As shown in fig. 12 and 13, the centers of the first coaxial holographic aperture group and the second coaxial holographic aperture group 161 are information light portions, and the outer circles are reference light portions. The information light portion may be square, but is not limited to square, and the reference light portion may be annular, but is not limited to annular, for example, the reference light portion may be circular, but is not limited to circular.
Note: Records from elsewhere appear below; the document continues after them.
//! repokit - GitHub repository toolkit
//!
//! Create repositories, copy settings between them, add license files and
//! starter layouts, and manage topics from the command line.
//!
//! Available as the `repokit` and `rk` commands.

use clap::Parser;
use tracing_subscriber::EnvFilter;

use repokit::cli::commands::{Cli, Commands};
use repokit::cli::{auth, config, repo, topics};
use repokit::error::Result;

#[tokio::main]
async fn main() {
    let cli = Cli::parse();

    // Initialize logging
    let filter = if cli.verbose {
        EnvFilter::new("warn,repokit=debug")
    } else {
        EnvFilter::try_from_default_env().unwrap_or_else(|_| EnvFilter::new("warn"))
    };
    tracing_subscriber::fmt()
        .with_env_filter(filter)
        .with_writer(std::io::stderr)
        .init();

    if let Err(e) = run(cli).await {
        eprintln!("Error: {}", e);
        std::process::exit(1);
    }
}

async fn run(cli: Cli) -> Result<()> {
    match cli.command {
        Commands::Auth(args) => auth::handle_auth(args.command).await,
        Commands::Config(args) => config::handle_config(args.command),
        Commands::Create(args) => repo::handle_create(args).await,
        Commands::Info { repo: target, json } => repo::handle_info(target, json).await,
        Commands::List {
            user,
            visibility,
            limit,
            json,
        } => repo::handle_list(user, visibility, limit, json).await,
        Commands::CloneSettings {
            source,
            target,
            no_topics,
        } => repo::handle_clone_settings(source, target, no_topics).await,
        Commands::License {
            repo: target,
            holder,
            year,
            branch,
        } => repo::handle_license(target, holder, year, branch).await,
        Commands::Scaffold(args) => repo::handle_scaffold(args).await,
        Commands::Topics(args) => topics::handle_topics(args.command).await,
        Commands::FromTemplate {
            template,
            name,
            owner,
            description,
            visibility,
            include_all_branches,
            json,
        } => {
            repo::handle_from_template(
                template,
                name,
                owner,
                description,
                visibility,
                include_all_branches,
                json,
            )
            .await
        }
        Commands::MarkTemplate { repo: target, unset } => {
            repo::handle_mark_template(target, unset).await
        }
    }
}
And the reference light of the second coaxial holographic diaphragm set 161 is partially coated to reduce the light intensity transmittance of the reference light.

Example 4:

as shown in fig. 14 and 15, the non-interference phase detection device based on embedded data according to embodiment 3 may be more specifically configured to form an off-axis holographic storage non-interference phase detection system, where the holographic diaphragm set 5 is an off-axis holographic diaphragm set, and the off-axis holographic diaphragm set is provided with an information light transmission part; a second non-polarized stereo beam splitter 162 is arranged between the shutter 4 and the off-axis holographic diaphragm group; the off-axis holographic diaphragm group is arranged on a transmission light path of the second non-polarization stereo beam splitter 162; the first plane mirror 17 is disposed on the reflection light path of the second non-polarization stereo beam splitter 162, the second plane mirror 18 is disposed on the reflection light path of the first plane mirror 17, and the holographic material 12 is disposed on the reflection light path of the second plane mirror 18.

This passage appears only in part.